Tesla’s delivery of Model 3 sedans increased 2.6% from the second quarter. “But deliveries of its larger, more established offerings -- the Model S and the Model X -- totaled 17,400, a decline of 250. Analysts say that is a problem for Tesla, since those vehicles often sell for $90,000 and produce far more profit than the Model 3, which sells for as little as $39,000,” Neal E. Boudette writes for The New York Times.
“Jeffrey Osborne of Cowen & Company said in a recent note to clients that unless Tesla cut costs enough to make money on the least expensive version of the Model 3, ‘margins are likely to continue to be under pressure and we don’t see sustainable profitability in the near to midterm.’ He added that Cowen saw ‘a lot more that can go wrong than can go right,’” Boudette adds.
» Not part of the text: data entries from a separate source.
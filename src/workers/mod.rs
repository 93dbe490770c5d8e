//! Long-lived worker loops.
//!
//! One OS thread per worker, all communicating exclusively through
//! [`crate::shared::SharedState`] and stopping on the shared
//! [`crate::sync::StopFlag`]. No worker holds a reference to another.

pub mod controller;
pub mod log;
pub mod tcp;
pub mod usb;

pub use controller::ControllerWorker;
pub use log::LogWorker;
pub use tcp::TcpWorker;
pub use usb::UsbWorker;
It certainly was trying, in a supercharged way, to get those quarterlies past the 100G mark.
“Tesla started pushing out its much-anticipated Software Version 10, or V10, to owners last week…,” Bengt Halvorson writes for Green Car Reports.
“Promotional e-mails obtained by Green Car Reports invited shoppers to learn about the benefits of taking delivery before October 1. Bonus offers extended to some sources -- conditions not verified -- included unlimited free Supercharging for two years, and promotions relating to the rollout of V10. Tesla called V10 ‘our biggest software update ever’ -- perhaps partly because it’s one that includes fundamental and long-anticipated updates to its entertainment interface,” Halvorson continues.
V10 also includes “Smart Summon -- a remote control-like function that allows owners to use their smart phones to direct their vehicles to back out of parking spaces and navigate very short distances to come pick them up,” Sean Szymkowski writes for CNET’s Road Show.
“But there's an important caveat to using this new system that a lot of people seem to be ignoring: Simply put, Smart Summon is NOT for use in public spaces. Tesla has clearly stated that’s not what the darn thing is designed for,” Szymkowski cautions.
“Of course, as social media readily shows, Tesla owners are already attempting to push Smart Summon’s intelligence and usage boundaries. These instances range from ‘Wow, close call’ to ‘filing an insurance claim.’ There have been issues with parked cars, failing to determine where the pavement ends and the grass begins, and so on.”
There’s also an issue with “the way Tesla says the feature should be used, and how people are actually using it,” as Cherlynn Low points out in this video for Engadget.
Misuse of technology? Who’da thunk it?